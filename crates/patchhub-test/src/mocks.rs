//! Mock implementations of the hub's collaborator traits.
//!
//! All mocks use `std::sync::Mutex` internally and are cheap to clone; clones
//! share state, so a test can keep one handle for assertions and pass another
//! into the hub.

use std::collections::VecDeque;
use std::io;
use std::path::{Path, PathBuf};
use std::sync::{Arc, Mutex};
use std::time::Duration;

use async_trait::async_trait;

use patchhub_hub::{
    ArchiveFetcher, ArchiveUrl, ArtifactId, ArtifactKind, CredentialStore, DirectoryMover,
    FinalizeOutcome, HubError, HubResult, InstallFinalizer, RegistryError, RegistrySearch,
    SearchQuery, SearchResultItem, Staging, normalize_token,
};

/// Name of the marker file [`MockFetcher`] writes into each extracted
/// folder. It holds the identifier the archive was fetched for.
pub const MARKER_FILE: &str = "PATCHHUB_SOURCE";

fn lock<T>(m: &Mutex<T>) -> std::sync::MutexGuard<'_, T> {
    m.lock().unwrap_or_else(std::sync::PoisonError::into_inner)
}

/// Mock [`RegistrySearch`] returning queued results.
///
/// When the queue is empty it returns the default result (no items).
#[derive(Debug, Clone, Default)]
pub struct MockRegistry {
    responses: Arc<Mutex<VecDeque<Result<Vec<SearchResultItem>, RegistryError>>>>,
    default_items: Arc<Mutex<Vec<SearchResultItem>>>,
    queries: Arc<Mutex<Vec<SearchQuery>>>,
}

impl MockRegistry {
    /// Create a mock with no queued responses.
    #[must_use]
    pub fn new() -> Self {
        Self::default()
    }

    /// Items returned whenever the queue is empty.
    #[must_use]
    pub fn with_items(self, items: Vec<SearchResultItem>) -> Self {
        *lock(&self.default_items) = items;
        self
    }

    /// Queue one response.
    #[must_use]
    pub fn with_response(self, response: Result<Vec<SearchResultItem>, RegistryError>) -> Self {
        lock(&self.responses).push_back(response);
        self
    }

    /// Queue one error.
    #[must_use]
    pub fn with_error(self, error: RegistryError) -> Self {
        self.with_response(Err(error))
    }

    /// Number of searches issued.
    #[must_use]
    pub fn call_count(&self) -> usize {
        lock(&self.queries).len()
    }

    /// Every query received, in order.
    #[must_use]
    pub fn queries(&self) -> Vec<SearchQuery> {
        lock(&self.queries).clone()
    }
}

#[async_trait]
impl RegistrySearch for MockRegistry {
    async fn search(&self, query: &SearchQuery) -> Result<Vec<SearchResultItem>, RegistryError> {
        lock(&self.queries).push(query.clone());
        let queued = lock(&self.responses).pop_front();
        queued.unwrap_or_else(|| Ok(lock(&self.default_items).clone()))
    }
}

/// Mock [`ArchiveFetcher`] that fabricates an extracted archive on disk.
///
/// Each call creates a fresh temporary staging directory holding a
/// `{identifier}-{branch}` folder (or a fixed folder name) with a
/// [`MARKER_FILE`] naming the identifier.
#[derive(Debug, Clone, Default)]
pub struct MockFetcher {
    urls: Arc<Mutex<Vec<String>>>,
    folder: Option<String>,
    error: Option<String>,
    delay: Option<Duration>,
}

impl MockFetcher {
    /// Create a fetcher that succeeds immediately.
    #[must_use]
    pub fn new() -> Self {
        Self::default()
    }

    /// Always extract into this folder name.
    #[must_use]
    pub fn with_folder(mut self, folder: impl Into<String>) -> Self {
        self.folder = Some(folder.into());
        self
    }

    /// Fail every call with [`HubError::FetchFailed`].
    #[must_use]
    pub fn failing(mut self, message: impl Into<String>) -> Self {
        self.error = Some(message.into());
        self
    }

    /// Sleep before extracting, to interleave concurrent installs.
    #[must_use]
    pub fn with_delay(mut self, delay: Duration) -> Self {
        self.delay = Some(delay);
        self
    }

    /// Number of fetches.
    #[must_use]
    pub fn call_count(&self) -> usize {
        lock(&self.urls).len()
    }

    /// URLs fetched, in order.
    #[must_use]
    pub fn urls(&self) -> Vec<String> {
        lock(&self.urls).clone()
    }
}

#[async_trait]
impl ArchiveFetcher for MockFetcher {
    async fn fetch_and_extract(&self, url: &ArchiveUrl, _timeout: Duration) -> HubResult<Staging> {
        lock(&self.urls).push(url.as_str().to_owned());
        if let Some(delay) = self.delay {
            tokio::time::sleep(delay).await;
        }
        if let Some(message) = &self.error {
            return Err(HubError::FetchFailed(message.clone()));
        }

        let dir = tempfile::tempdir().map_err(|e| HubError::FetchFailed(e.to_string()))?;
        let folder = self
            .folder
            .clone()
            .unwrap_or_else(|| format!("{}-{}", url.identifier(), url.branch()));
        let source = dir.path().join(folder);
        std::fs::create_dir_all(&source).map_err(|e| HubError::FetchFailed(e.to_string()))?;
        std::fs::write(source.join(MARKER_FILE), url.identifier().as_str())
            .map_err(|e| HubError::FetchFailed(e.to_string()))?;
        Ok(Staging::owned(dir, source))
    }
}

/// [`DirectoryMover`] that renames for real and records every move.
#[derive(Debug, Clone, Default)]
pub struct RecordingMover {
    moves: Arc<Mutex<Vec<(PathBuf, PathBuf)>>>,
    fail: bool,
}

impl RecordingMover {
    /// Create a mover that performs renames.
    #[must_use]
    pub fn new() -> Self {
        Self::default()
    }

    /// Fail every move with `PermissionDenied`.
    #[must_use]
    pub fn failing(mut self) -> Self {
        self.fail = true;
        self
    }

    /// Number of moves attempted.
    #[must_use]
    pub fn call_count(&self) -> usize {
        lock(&self.moves).len()
    }

    /// `(source, target)` pairs, in order.
    #[must_use]
    pub fn moves(&self) -> Vec<(PathBuf, PathBuf)> {
        lock(&self.moves).clone()
    }
}

#[async_trait]
impl DirectoryMover for RecordingMover {
    async fn move_dir(&self, src: &Path, dst: &Path) -> io::Result<()> {
        lock(&self.moves).push((src.to_path_buf(), dst.to_path_buf()));
        if self.fail {
            return Err(io::Error::from(io::ErrorKind::PermissionDenied));
        }
        std::fs::rename(src, dst)
    }
}

/// What [`MockFinalizer`] saw for one call.
#[derive(Debug, Clone, PartialEq, Eq)]
pub struct FinalizeCall {
    /// Identifier passed in.
    pub identifier: String,
    /// Kind passed in.
    pub kind: ArtifactKind,
    /// Final path component of the folder handed over.
    pub folder_name: String,
    /// Contents of [`MARKER_FILE`] in that folder, if present.
    pub marker: Option<String>,
}

/// [`InstallFinalizer`] that records calls and returns a fixed outcome.
#[derive(Debug, Clone)]
pub struct MockFinalizer {
    calls: Arc<Mutex<Vec<FinalizeCall>>>,
    outcome: FinalizeOutcome,
}

impl Default for MockFinalizer {
    fn default() -> Self {
        Self {
            calls: Arc::default(),
            outcome: FinalizeOutcome::Installed,
        }
    }
}

impl MockFinalizer {
    /// Create a finalizer reporting [`FinalizeOutcome::Installed`].
    #[must_use]
    pub fn new() -> Self {
        Self::default()
    }

    /// Report this outcome instead.
    #[must_use]
    pub fn with_outcome(mut self, outcome: FinalizeOutcome) -> Self {
        self.outcome = outcome;
        self
    }

    /// Number of finalize calls.
    #[must_use]
    pub fn call_count(&self) -> usize {
        lock(&self.calls).len()
    }

    /// Recorded calls, in order.
    #[must_use]
    pub fn calls(&self) -> Vec<FinalizeCall> {
        lock(&self.calls).clone()
    }
}

#[async_trait]
impl InstallFinalizer for MockFinalizer {
    async fn finalize(
        &self,
        dir: &Path,
        identifier: &ArtifactId,
        kind: ArtifactKind,
    ) -> FinalizeOutcome {
        let call = FinalizeCall {
            identifier: identifier.to_string(),
            kind,
            folder_name: dir
                .file_name()
                .map(|n| n.to_string_lossy().into_owned())
                .unwrap_or_default(),
            marker: std::fs::read_to_string(dir.join(MARKER_FILE)).ok(),
        };
        lock(&self.calls).push(call);
        self.outcome.clone()
    }
}

/// In-memory [`CredentialStore`].
#[derive(Debug, Clone, Default)]
pub struct MemoryCredentialStore {
    token: Arc<Mutex<Option<String>>>,
}

impl MemoryCredentialStore {
    /// An empty store.
    #[must_use]
    pub fn new() -> Self {
        Self::default()
    }

    /// A store holding `token`.
    #[must_use]
    pub fn with_token(token: impl Into<String>) -> Self {
        Self {
            token: Arc::new(Mutex::new(Some(token.into()))),
        }
    }
}

impl CredentialStore for MemoryCredentialStore {
    fn get_token(&self) -> Option<String> {
        lock(&self.token).clone()
    }

    fn set_token(&self, token: &str) -> HubResult<bool> {
        let Some(token) = normalize_token(token) else {
            return Ok(false);
        };
        *lock(&self.token) = Some(token);
        Ok(true)
    }
}

#[cfg(test)]
mod tests {
    use super::*;

    #[test]
    fn memory_store_keeps_token_on_blank_input() {
        let store = MemoryCredentialStore::with_token("ghp_a");
        assert!(!store.set_token("  ").unwrap());
        assert_eq!(store.get_token().as_deref(), Some("ghp_a"));
        assert!(store.set_token(" ghp_b ").unwrap());
        assert_eq!(store.get_token().as_deref(), Some("ghp_b"));
    }

    #[tokio::test]
    async fn registry_pops_queue_then_defaults() {
        let registry = MockRegistry::new().with_error(RegistryError::RateLimited);
        let query = SearchQuery::new("x", ArtifactKind::Plugin, "Sudo-WP");
        assert!(registry.search(&query).await.is_err());
        assert!(registry.search(&query).await.unwrap().is_empty());
        assert_eq!(registry.call_count(), 2);
    }
}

> WHAT TO PRODUCE:
Counting only lines that hold "RegistrySearch", state how many appear in the records, and give nothing but the number.

> OUTPUT OF THE EXERCISE:
3